**TASK DETAILS**
All entries below are to be reproduced exactly.

++++++++

// ==========================================
// 工序执行质量追踪系统 - 配置管理 API
// ==========================================
// 职责: 可用时段配置与查询、每日汇总生成与读取、通用配置项
// 权限: 写操作仅限管理员
// ==========================================

use crate::api::error::{ApiError, ApiResult};
use crate::config::config_manager::ConfigManager;
use crate::domain::types::Caller;
use crate::engine::availability::{AvailabilityGate, AvailabilityStatus};
use crate::engine::daily_summary::{DailySummary, DailySummaryService};
use crate::repository::activity_log_repo::ActivityLogRepository;
use chrono::{DateTime, Utc};
use serde::{Deserialize, Serialize};
use std::sync::Arc;
use tracing::{info, instrument, warn};

// ==========================================
// 响应 DTO
// ==========================================

#[derive(Debug, Clone, PartialEq, Serialize, Deserialize)]
pub struct ScheduleUpdateResponse {
    pub message: String,
    pub hora_inicio: u32,
    pub duracion_horas: u32,
}

#[derive(Debug, Clone, PartialEq, Serialize, Deserialize)]
pub struct GenerateSummaryResponse {
    pub message: String,
    pub resumen: DailySummary,
}

// ==========================================
// ConfigApi - 配置管理 API
// ==========================================
pub struct ConfigApi {
    config_manager: Arc<ConfigManager>,
    gate: Arc<AvailabilityGate>,
    summary_service: DailySummaryService,
    activity_repo: Arc<ActivityLogRepository>,
}

impl ConfigApi {
    pub fn new(
        config_manager: Arc<ConfigManager>,
        gate: Arc<AvailabilityGate>,
        summary_service: DailySummaryService,
        activity_repo: Arc<ActivityLogRepository>,
    ) -> Self {
        Self {
            config_manager,
            gate,
            summary_service,
            activity_repo,
        }
    }

    fn require_admin(caller: &Caller) -> ApiResult<()> {
        if !caller.is_admin() {
            warn!(caller_id = caller.id, "非管理员尝试执行管理操作");
            return Err(ApiError::Forbidden(
                "User does not have admin privileges".to_string(),
            ));
        }
        Ok(())
    }

    // ==========================================
    // 可用时段
    // ==========================================

    /// 更新可用时段
    ///
    /// 先校验并持久化，再替换内存中的时段；校验失败不改变任何状态
    #[instrument(skip(self, caller), fields(caller_id = caller.id))]
    pub fn update_schedule(
        &self,
        caller: &Caller,
        start_hour: u32,
        duration_hours: u32,
    ) -> ApiResult<ScheduleUpdateResponse> {
        Self::require_admin(caller)?;

        let schedule = self
            .config_manager
            .save_availability_schedule(start_hour, duration_hours)?;
        self.gate.update(schedule);

        Ok(ScheduleUpdateResponse {
            message: "Horario de disponibilidad actualizado".to_string(),
            hora_inicio: schedule.start_hour,
            duracion_horas: schedule.duration_hours,
        })
    }

    /// 查询可用状态
    pub fn availability(&self, now: DateTime<Utc>) -> AvailabilityStatus {
        self.gate.status(now)
    }

    // ==========================================
    // 每日汇总
    // ==========================================

    /// 生成每日汇总（写缓存文件）
    #[instrument(skip(self, caller), fields(caller_id = caller.id))]
    pub fn generate_daily_summary(
        &self,
        caller: &Caller,
        now: DateTime<Utc>,
    ) -> ApiResult<GenerateSummaryResponse> {
        Self::require_admin(caller)?;

        let resumen = self
            .summary_service
            .generate(now, self.activity_repo.as_ref())?;
        info!(path = %self.summary_service.cache().path().display(), "每日汇总已写入缓存");

        Ok(GenerateSummaryResponse {
            message: "Resumen generado exitosamente".to_string(),
            resumen,
        })
    }

    /// 读取每日汇总缓存
    ///
    /// # 错误
    /// - Unavailable: 系统处于可用时段
    /// - NotFound: 尚未生成缓存文件
    pub fn get_daily_summary(&self, now: DateTime<Utc>) -> ApiResult<DailySummary> {
        if self.gate.is_available(now) {
            return Err(ApiError::Unavailable(
                "El sistema está disponible; no se puede ver el resumen ahora.".to_string(),
            ));
        }

        self.summary_service.read_cached()?.ok_or_else(|| {
            ApiError::NotFound("Resumen no disponible; no se ha generado el archivo.".to_string())
        })
    }

    // ==========================================
    // 通用配置项
    // ==========================================

    pub fn get_config_value(&self, key: &str) -> ApiResult<Option<String>> {
        Ok(self.config_manager.get_global_config_value(key)?)
    }

    pub fn set_config_value(&self, caller: &Caller, key: &str, value: &str) -> ApiResult<()> {
        Self::require_admin(caller)?;
        if key.trim().is_empty() {
            return Err(ApiError::ValidationError("配置键不能为空".to_string()));
        }
        self.config_manager.set_global_config_value(key, value)?;
        info!(key, value, caller_id = caller.id, "配置已更新");
        Ok(())
    }

    pub fn get_config_snapshot(&self) -> ApiResult<String> {
        Ok(self.config_manager.get_config_snapshot()?)
    }
}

++++++++

**RESULT OF THE EXERCISE**
// ==========================================
// 工序执行质量追踪系统 - 配置管理 API
// ==========================================
// 职责: 可用时段配置与查询、每日汇总生成与读取、通用配置项
// 权限: 写操作仅限管理员
// ==========================================

use crate::api::error::{ApiError, ApiResult};
use crate::config::config_manager::ConfigManager;
use crate::domain::types::Caller;
use crate::engine::availability::{AvailabilityGate, AvailabilityStatus};
use crate::engine::daily_summary::{DailySummary, DailySummaryService};
use crate::repository::activity_log_repo::ActivityLogRepository;
use chrono::{DateTime, Utc};
use serde::{Deserialize, Serialize};
use std::sync::Arc;
use tracing::{info, instrument, warn};

// ==========================================
// 响应 DTO
// ==========================================

#[derive(Debug, Clone, PartialEq, Serialize, Deserialize)]
pub struct ScheduleUpdateResponse {
    pub message: String,
    pub hora_inicio: u32,
    pub duracion_horas: u32,
}

#[derive(Debug, Clone, PartialEq, Serialize, Deserialize)]
pub struct GenerateSummaryResponse {
    pub message: String,
    pub resumen: DailySummary,
}

// ==========================================
// ConfigApi - 配置管理 API
// ==========================================
pub struct ConfigApi {
    config_manager: Arc<ConfigManager>,
    gate: Arc<AvailabilityGate>,
    summary_service: DailySummaryService,
    activity_repo: Arc<ActivityLogRepository>,
}

impl ConfigApi {
    pub fn new(
        config_manager: Arc<ConfigManager>,
        gate: Arc<AvailabilityGate>,
        summary_service: DailySummaryService,
        activity_repo: Arc<ActivityLogRepository>,
    ) -> Self {
        Self {
            config_manager,
            gate,
            summary_service,
            activity_repo,
        }
    }

    fn require_admin(caller: &Caller) -> ApiResult<()> {
        if !caller.is_admin() {
            warn!(caller_id = caller.id, "非管理员尝试执行管理操作");
            return Err(ApiError::Forbidden(
                "User does not have admin privileges".to_string(),
            ));
        }
        Ok(())
    }

    // ==========================================
    // 可用时段
    // ==========================================

    /// 更新可用时段
    ///
    /// 先校验并持久化，再替换内存中的时段；校验失败不改变任何状态
    #[instrument(skip(self, caller), fields(caller_id = caller.id))]
    pub fn update_schedule(
        &self,
        caller: &Caller,
        start_hour: u32,
        duration_hours: u32,
    ) -> ApiResult<ScheduleUpdateResponse> {
        Self::require_admin(caller)?;

        let schedule = self
            .config_manager
            .save_availability_schedule(start_hour, duration_hours)?;
        self.gate.update(schedule);

        Ok(ScheduleUpdateResponse {
            message: "Horario de disponibilidad actualizado".to_string(),
            hora_inicio: schedule.start_hour,
            duracion_horas: schedule.duration_hours,
        })
    }

    /// 查询可用状态
    pub fn availability(&self, now: DateTime<Utc>) -> AvailabilityStatus {
        self.gate.status(now)
    }

    // ==========================================
    // 每日汇总
    // ==========================================

    /// 生成每日汇总（写缓存文件）
    #[instrument(skip(self, caller), fields(caller_id = caller.id))]
    pub fn generate_daily_summary(
        &self,
        caller: &Caller,
        now: DateTime<Utc>,
    ) -> ApiResult<GenerateSummaryResponse> {
        Self::require_admin(caller)?;

        let resumen = self
            .summary_service
            .generate(now, self.activity_repo.as_ref())?;
        info!(path = %self.summary_service.cache().path().display(), "每日汇总已写入缓存");

        Ok(GenerateSummaryResponse {
            message: "Resumen generado exitosamente".to_string(),
            resumen,
        })
    }

    /// 读取每日汇总缓存
    ///
    /// # 错误
    /// - Unavailable: 系统处于可用时段
    /// - NotFound: 尚未生成缓存文件
    pub fn get_daily_summary(&self, now: DateTime<Utc>) -> ApiResult<DailySummary> {
        if self.gate.is_available(now) {
            return Err(ApiError::Unavailable(
                "El sistema está disponible; no se puede ver el resumen ahora.".to_string(),
            ));
        }

        self.summary_service.read_cached()?.ok_or_else(|| {
            ApiError::NotFound("Resumen no disponible; no se ha generado el archivo.".to_string())
        })
    }

    // ==========================================
    // 通用配置项
    // ==========================================

    pub fn get_config_value(&self, key: &str) -> ApiResult<Option<String>> {
        Ok(self.config_manager.get_global_config_value(key)?)
    }

    pub fn set_config_value(&self, caller: &Caller, key: &str, value: &str) -> ApiResult<()> {
        Self::require_admin(caller)?;
        if key.trim().is_empty() {
            return Err(ApiError::ValidationError("配置键不能为空".to_string()));
        }
        self.config_manager.set_global_config_value(key, value)?;
        info!(key, value, caller_id = caller.id, "配置已更新");
        Ok(())
    }

    pub fn get_config_snapshot(&self) -> ApiResult<String> {
        Ok(self.config_manager.get_config_snapshot()?)
    }
}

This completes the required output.